Terapi oksigen ialah terapi yang bermanfaat dalam mengatasi hipoksia pada beberapa
kasus, dan dapat diaplikasikan dalam kondisi akut maupun kondisi kronik, perannya dalam
keadaan kegawatan cukup fundamental. Tanda-tanda hipoksia dini seringkali sulit untuk
dideteksi oleh karena itu diperlukan pemeriksaan-pemeriksaan lain yang diharapkan berguna
untuk menilai keadaan hipoksemia pasien, salah satunya ialah aplikasi pulse oximetry.
Pemberian terapi oksigen yang tepat, baik tepat dari segi metode, tepat dari segi dosis, dan
tepat dari segi durasi diharapkan dapat membantu memaksimalkan efek terapeutik yang
dimiliki oleh oksigen. Oksigen selayaknya dipandang sama seperti obat-obatan pada
umumnya, yang memiliki indikasi pemberian, efek samping dan risiko toksisitas.

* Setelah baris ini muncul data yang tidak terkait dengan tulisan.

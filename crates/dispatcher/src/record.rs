//! Record rendering
//!
//! Both renderings are newline-terminated and list fields in key order.

use contracts::{LogMessage, RecordFormat};

/// Render one message as a single line
pub fn render(message: &LogMessage, format: RecordFormat) -> serde_json::Result<String> {
    let mut line = match format {
        RecordFormat::Json => serde_json::to_string(message)?,
        RecordFormat::Text => render_text(message),
    };
    line.push('\n');
    Ok(line)
}

/// `map[key:value key:value]`
fn render_text(message: &LogMessage) -> String {
    let body = message
        .iter()
        .map(|(key, value)| format!("{key}:{value}"))
        .collect::<Vec<_>>()
        .join(" ");
    format!("map[{body}]")
}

Pertimbangan untuk memberi terapi oksigen juga memerlukan pertimbangan untuk
menghentikan dan menurunkan konsentrasi oksigen murni yang diberikan secara berkala.

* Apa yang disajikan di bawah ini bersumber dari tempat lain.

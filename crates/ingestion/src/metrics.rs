//! Ingestion metrics
//!
//! In-process counters for snapshots and shutdown summaries, mirrored to the
//! global `metrics` recorder through `observability`.

use std::sync::atomic::{AtomicU64, AtomicUsize, Ordering};

/// Ingestion metrics
#[derive(Debug, Default)]
pub struct IngestionMetrics {
    /// Total datagrams read from the socket
    pub datagrams_received: AtomicU64,

    /// Total payload bytes read from the socket
    pub bytes_received: AtomicU64,

    /// Datagrams that matched no dialect
    pub parse_errors: AtomicU64,

    /// Messages handed to the dispatcher queue
    pub messages_queued: AtomicU64,

    /// Messages discarded because the queue was full
    pub messages_dropped: AtomicU64,

    /// Current queue length
    pub queue_len: AtomicUsize,
}

impl IngestionMetrics {
    /// Create new metrics instance
    pub fn new() -> Self {
        Self::default()
    }

    /// Record datagram received
    pub fn record_received(&self, bytes: usize) {
        self.datagrams_received.fetch_add(1, Ordering::Relaxed);
        self.bytes_received.fetch_add(bytes as u64, Ordering::Relaxed);
        observability::record_datagram_received(bytes);
    }

    /// Record parse error
    pub fn record_parse_error(&self, reason: &'static str) {
        self.parse_errors.fetch_add(1, Ordering::Relaxed);
        observability::record_parse_failure(reason);
    }

    /// Record message queued
    pub fn record_queued(&self) {
        self.messages_queued.fetch_add(1, Ordering::Relaxed);
        observability::record_message_queued();
    }

    /// Record message dropped
    pub fn record_dropped(&self) {
        self.messages_dropped.fetch_add(1, Ordering::Relaxed);
        observability::record_message_dropped();
    }

    /// Update queue length
    pub fn update_queue_len(&self, len: usize) {
        self.queue_len.store(len, Ordering::Relaxed);
        observability::record_queue_depth(len);
    }

    /// Get snapshot
    pub fn snapshot(&self) -> MetricsSnapshot {
        MetricsSnapshot {
            datagrams_received: self.datagrams_received.load(Ordering::Relaxed),
            bytes_received: self.bytes_received.load(Ordering::Relaxed),
            parse_errors: self.parse_errors.load(Ordering::Relaxed),
            messages_queued: self.messages_queued.load(Ordering::Relaxed),
            messages_dropped: self.messages_dropped.load(Ordering::Relaxed),
            queue_len: self.queue_len.load(Ordering::Relaxed),
        }
    }
}

/// Metrics snapshot
#[derive(Debug, Clone, Default, PartialEq, Eq)]
pub struct MetricsSnapshot {
    pub datagrams_received: u64,
    pub bytes_received: u64,
    pub parse_errors: u64,
    pub messages_queued: u64,
    pub messages_dropped: u64,
    pub queue_len: usize,
}

#[cfg(test)]
mod tests {
    use super::*;

    #[test]
    fn snapshot_reflects_counters() {
        let metrics = IngestionMetrics::new();
        metrics.record_received(10);
        metrics.record_received(5);
        metrics.record_parse_error("unrecognized format");
        metrics.record_queued();
        metrics.record_dropped();
        metrics.update_queue_len(3);

        let snap = metrics.snapshot();
        assert_eq!(snap.datagrams_received, 2);
        assert_eq!(snap.bytes_received, 15);
        assert_eq!(snap.parse_errors, 1);
        assert_eq!(snap.messages_queued, 1);
        assert_eq!(snap.messages_dropped, 1);
        assert_eq!(snap.queue_len, 3);
    }
}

Sehingga, penting untuk mengetahui batasan-batasan yang diperlukan bagi seorang klinisi
dalam memberikan terapi oksigen ini. Pemberian terapi oksigen sebaiknya bersifat rasional
dan efektif, sehingga dapat meminimalkan efek samping dan risiko toksisitas yang mungkin
terjadi ini.

DAFTAR PUSTAKA

1. Wyatt JP, Illingworth RN, Graham CA, Hogg K. Oxford handbook of emergency
medicine. 4th ed. New York: Oxford University Press; 2012.p.95.
2. Singh CP, Singh N, Singh J, Brar GK, Singh G. Oxygen therapy. Indian Academy of
Clinical Medicine 2001;2(3):178-84.
3. Fishman AP, Elias JA, Fishman JA, Grippi MA, Senior RM, Pack AI. Fishmans
pulmonary disease and disorders. 4th ed. New York: McGraw-Hill Medica;
2008.p.2613-30.
4. Butterworth JF, Mackey DC, Wasnick JD. Morgan & mikhails clinical
anesthesiology. New York: McGraw-Hill Education; 2013.p.1282-88.
5. Brunton L, Parker K, Blumenthal D, Buxton I. Goodman & gilmans: manual of
pharmacology of therapeutics. New York: McGraw-Hill; 2008.p.253-8.